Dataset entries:
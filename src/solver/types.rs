use std::error::Error;
use std::fmt;
use std::io;

/// A five-letter word, stored as normalized ASCII lowercase bytes.
#[derive(Clone, Copy, Debug, Eq, PartialEq, Hash, Ord, PartialOrd)]
pub struct Word(pub(crate) [u8; 5]);

impl Word {
    /// Letter indices 0..26 (letter minus 'a'), position by position.
    #[inline]
    pub(crate) fn letters(&self) -> [u8; 5] {
        let mut out = [0u8; 5];
        for (slot, &b) in out.iter_mut().zip(self.0.iter()) {
            *slot = b - b'a';
        }
        out
    }

    /// Per-letter multiplicities, indexed 0..26.
    #[inline]
    pub(crate) fn letter_counts(&self) -> [u8; 26] {
        let mut counts = [0u8; 26];
        for &b in self.0.iter() {
            counts[(b - b'a') as usize] += 1;
        }
        counts
    }
}

impl fmt::Display for Word {
    fn fmt(&self, f: &mut fmt::Formatter<'_>) -> fmt::Result {
        // Safe because words are normalized to ASCII lowercase at parse time.
        let s = std::str::from_utf8(&self.0).unwrap();
        write!(f, "{s}")
    }
}

/// Tile color, with the 2-bit tag used inside a [`FeedbackId`].
#[derive(Clone, Copy, Debug, Eq, PartialEq)]
pub enum Color {
    Grey,
    Yellow,
    Green,
}

impl Color {
    #[inline]
    pub(crate) fn tag(self) -> u64 {
        match self {
            Color::Grey => 0b00,
            Color::Yellow => 0b01,
            Color::Green => 0b10,
        }
    }

    #[inline]
    pub(crate) fn from_tag(tag: u64) -> Color {
        match tag {
            0b01 => Color::Yellow,
            0b10 => Color::Green,
            _ => Color::Grey,
        }
    }
}

/// Canonical 35-bit identifier for a guess and its visible color pattern.
///
/// Each position i occupies seven bits: the guess letter in [7i, 7i+5) and
/// the color tag in [7i+5, 7i+7). Two (guess, solution) pairs share an id
/// exactly when their guess letters and color patterns are identical.
#[derive(Clone, Copy, Debug, Eq, PartialEq, Hash)]
pub struct FeedbackId(pub(crate) u64);

impl FeedbackId {
    /// Assemble an id from a guess and an explicit color pattern, e.g. one
    /// typed in by a user. The pattern is not required to be canonical.
    pub fn from_colors(guess: Word, colors: [Color; 5]) -> FeedbackId {
        let letters = guess.letters();
        let mut id = 0u64;
        for i in 0..5 {
            id |= (letters[i] as u64) << (7 * i);
            id |= colors[i].tag() << (7 * i + 5);
        }
        FeedbackId(id)
    }

    #[inline]
    pub fn raw(self) -> u64 {
        self.0
    }

    /// Guess letter index (0..26) at position i.
    #[inline]
    pub fn letter(self, i: usize) -> u8 {
        debug_assert!(i < 5);
        ((self.0 >> (7 * i)) & 0b11111) as u8
    }

    #[inline]
    pub fn color(self, i: usize) -> Color {
        debug_assert!(i < 5);
        Color::from_tag((self.0 >> (7 * i + 5)) & 0b11)
    }

    pub fn colors(self) -> [Color; 5] {
        let mut out = [Color::Grey; 5];
        for (i, slot) in out.iter_mut().enumerate() {
            *slot = self.color(i);
        }
        out
    }

    pub fn is_all_green(self) -> bool {
        (0..5).all(|i| self.color(i) == Color::Green)
    }
}

#[derive(Clone, Copy, Debug, Eq, PartialEq)]
pub enum GameStatus {
    Won,
    Ongoing,
}

#[derive(Debug)]
pub enum SolverError {
    /// Input is not five ASCII letters, or repeats a letter more often than
    /// the packed count encoding supports.
    InvalidWord(String),
    /// A prune lookup received a feedback id the index has never seen.
    MissingFeedback(FeedbackId),
    /// A serialized prune index does not match the wordlist it was opened
    /// against, or is structurally damaged.
    CorruptIndex(String),
    /// Feedback that no candidate word satisfies; the session state is
    /// left unchanged.
    InconsistentFeedback,
    Io(io::Error),
}

impl fmt::Display for SolverError {
    fn fmt(&self, f: &mut fmt::Formatter<'_>) -> fmt::Result {
        match self {
            SolverError::InvalidWord(input) => {
                write!(f, "'{input}' is not a valid five-letter word")
            }
            SolverError::MissingFeedback(fid) => {
                write!(f, "no prune entry for feedback id {:#x}", fid.raw())
            }
            SolverError::CorruptIndex(detail) => {
                write!(f, "corrupt prune index: {detail}")
            }
            SolverError::InconsistentFeedback => {
                write!(
                    f,
                    "inconsistent feedback: no candidate matches that guess/pattern pair"
                )
            }
            SolverError::Io(e) => write!(f, "{e}"),
        }
    }
}

impl Error for SolverError {
    fn source(&self) -> Option<&(dyn Error + 'static)> {
        match self {
            SolverError::Io(e) => Some(e),
            _ => None,
        }
    }
}

impl From<io::Error> for SolverError {
    fn from(e: io::Error) -> Self {
        SolverError::Io(e)
    }
}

Task to complete: Every line holding the word "CorruptIndex" should be copied out of the records above.

The answer:
    CorruptIndex(String),
            SolverError::CorruptIndex(detail) => {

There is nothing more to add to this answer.